▶ **Problem description**
Search the records for the string "wkts" and copy every line where it turns up.
──────── Dataset ────────
use serde::{Deserialize, Deserializer, Serialize};
use serde_json::Value;

pub const UNKNOWN_VENUE: &str = "Unknown Venue";
pub const NO_STATUS: &str = "No status available";

/// One entry of the cricket endpoint's `data` list.
///
/// Records are parsed leniently: a `teams` value that is not an array of
/// strings is kept as `None`, and a missing or non-string `venue`/`status`
/// falls back to its default. Only records with exactly two teams are ever
/// shown, see [`Match::teams_pair`].
#[derive(Debug, Clone, PartialEq, Eq, Serialize)]
pub struct Match {
    pub teams: Option<Vec<String>>,
    pub venue: String,
    pub status: String,
}

impl Match {
    pub fn new(teams: Option<Vec<String>>, venue: impl Into<String>, status: impl Into<String>) -> Self {
        Self {
            teams,
            venue: venue.into(),
            status: status.into(),
        }
    }

    pub fn from_value(value: &Value) -> Self {
        let teams = value.get("teams").and_then(|teams| {
            teams
                .as_array()?
                .iter()
                .map(|team| team.as_str().map(str::to_string))
                .collect::<Option<Vec<_>>>()
        });

        if teams.is_none() && value.get("teams").is_some() {
            tracing::debug!("Ignoring malformed teams value: {}", value["teams"]);
        }

        let text = |key: &str, default: &str| {
            value
                .get(key)
                .and_then(Value::as_str)
                .unwrap_or(default)
                .to_string()
        };

        Self {
            teams,
            venue: text("venue", UNKNOWN_VENUE),
            status: text("status", NO_STATUS),
        }
    }

    /// Both team names, if and only if the record lists exactly two.
    pub fn teams_pair(&self) -> Option<(&str, &str)> {
        match self.teams.as_deref() {
            Some([home, away]) => Some((home.as_str(), away.as_str())),
            _ => None,
        }
    }
}

impl<'de> Deserialize<'de> for Match {
    fn deserialize<D>(deserializer: D) -> std::result::Result<Self, D::Error>
    where
        D: Deserializer<'de>,
    {
        let value = Value::deserialize(deserializer)?;
        Ok(Match::from_value(&value))
    }
}

#[derive(Debug, Default, Deserialize)]
struct RawArticle {
    #[serde(default)]
    title: Option<String>,
    #[serde(default)]
    url: Option<String>,
}

/// One story returned by the news endpoint.
/// A null or missing `title`/`url` becomes an empty string.
#[derive(Debug, Clone, PartialEq, Eq, Serialize)]
pub struct Article {
    pub title: String,
    pub url: String,
}

impl<'de> Deserialize<'de> for Article {
    fn deserialize<D>(deserializer: D) -> std::result::Result<Self, D::Error>
    where
        D: Deserializer<'de>,
    {
        let raw = RawArticle::deserialize(deserializer)?;
        Ok(Self {
            title: raw.title.unwrap_or_default(),
            url: raw.url.unwrap_or_default(),
        })
    }
}

/// Flattened team names offered for selection, in encounter order.
/// Duplicates are kept on purpose: a team playing twice is listed twice.
#[derive(Debug, Clone, Default, PartialEq, Eq)]
pub struct TeamList {
    teams: Vec<String>,
}

impl TeamList {
    pub fn new() -> Self {
        Self::default()
    }

    /// Appends both teams of a qualifying match. Returns false and leaves the
    /// list untouched when the match does not have exactly two teams.
    pub fn push_match(&mut self, m: &Match) -> bool {
        match m.teams_pair() {
            Some((home, away)) => {
                self.teams.push(home.to_string());
                self.teams.push(away.to_string());
                true
            }
            None => false,
        }
    }

    /// 1-based lookup.
    pub fn get(&self, number: usize) -> Option<&str> {
        number
            .checked_sub(1)
            .and_then(|index| self.teams.get(index))
            .map(String::as_str)
    }

    pub fn len(&self) -> usize {
        self.teams.len()
    }

    pub fn is_empty(&self) -> bool {
        self.teams.is_empty()
    }

    pub fn iter(&self) -> impl Iterator<Item = &str> {
        self.teams.iter().map(String::as_str)
    }
}

#[cfg(test)]
mod tests {
    use super::*;
    use serde_json::json;

    #[test]
    fn test_match_defaults() {
        let m = Match::from_value(&json!({ "teams": ["India", "Australia"] }));
        assert_eq!(m.venue, UNKNOWN_VENUE);
        assert_eq!(m.status, NO_STATUS);
        assert_eq!(m.teams_pair(), Some(("India", "Australia")));
    }

    #[test]
    fn test_match_malformed_teams() {
        let cases = [
            json!({ "teams": "India vs Australia" }),
            json!({ "teams": ["India", 7] }),
            json!({ "teams": null }),
            json!({ "venue": "Lord's" }),
            json!("not an object"),
        ];
        for case in cases {
            let m = Match::from_value(&case);
            assert!(m.teams.is_none(), "expected no teams for {case}");
            assert!(m.teams_pair().is_none());
        }
    }

    #[test]
    fn test_match_needs_exactly_two_teams() {
        let one = Match::from_value(&json!({ "teams": ["India"] }));
        let three = Match::from_value(&json!({ "teams": ["A", "B", "C"] }));
        assert_eq!(one.teams.as_ref().map(Vec::len), Some(1));
        assert!(one.teams_pair().is_none());
        assert!(three.teams_pair().is_none());
    }

    #[test]
    fn test_match_non_string_venue_uses_default() {
        let m = Match::from_value(&json!({
            "teams": ["Nepal", "Oman"],
            "venue": 42,
            "status": "Nepal won by 5 wkts"
        }));
        assert_eq!(m.venue, UNKNOWN_VENUE);
        assert_eq!(m.status, "Nepal won by 5 wkts");
    }

    #[test]
    fn test_match_deserialize() {
        let matches: Vec<Match> = serde_json::from_value(json!([
            { "teams": ["England", "Pakistan"], "venue": "The Oval", "status": "Live" },
            { "teams": 5 }
        ]))
        .unwrap();
        assert_eq!(matches.len(), 2);
        assert_eq!(matches[0].venue, "The Oval");
        assert!(matches[1].teams.is_none());
    }

    #[test]
    fn test_article_null_fields() {
        let article: Article = serde_json::from_value(json!({ "title": null, "source": {} })).unwrap();
        assert_eq!(article.title, "");
        assert_eq!(article.url, "");
    }

    #[test]
    fn test_team_list() {
        let mut teams = TeamList::new();
        assert!(teams.push_match(&Match::new(Some(vec!["India".into(), "Australia".into()]), UNKNOWN_VENUE, NO_STATUS)));
        assert!(!teams.push_match(&Match::new(None, UNKNOWN_VENUE, NO_STATUS)));
        assert!(teams.push_match(&Match::new(Some(vec!["India".into(), "Sri Lanka".into()]), UNKNOWN_VENUE, NO_STATUS)));

        assert_eq!(teams.len(), 4);
        assert_eq!(teams.iter().collect::<Vec<_>>(), vec!["India", "Australia", "India", "Sri Lanka"]);
        assert_eq!(teams.get(1), Some("India"));
        assert_eq!(teams.get(4), Some("Sri Lanka"));
        assert_eq!(teams.get(0), None);
        assert_eq!(teams.get(5), None);
    }
}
────────
▶ **Solution for this problem**
            "status": "Nepal won by 5 wkts"
        assert_eq!(m.status, "Nepal won by 5 wkts");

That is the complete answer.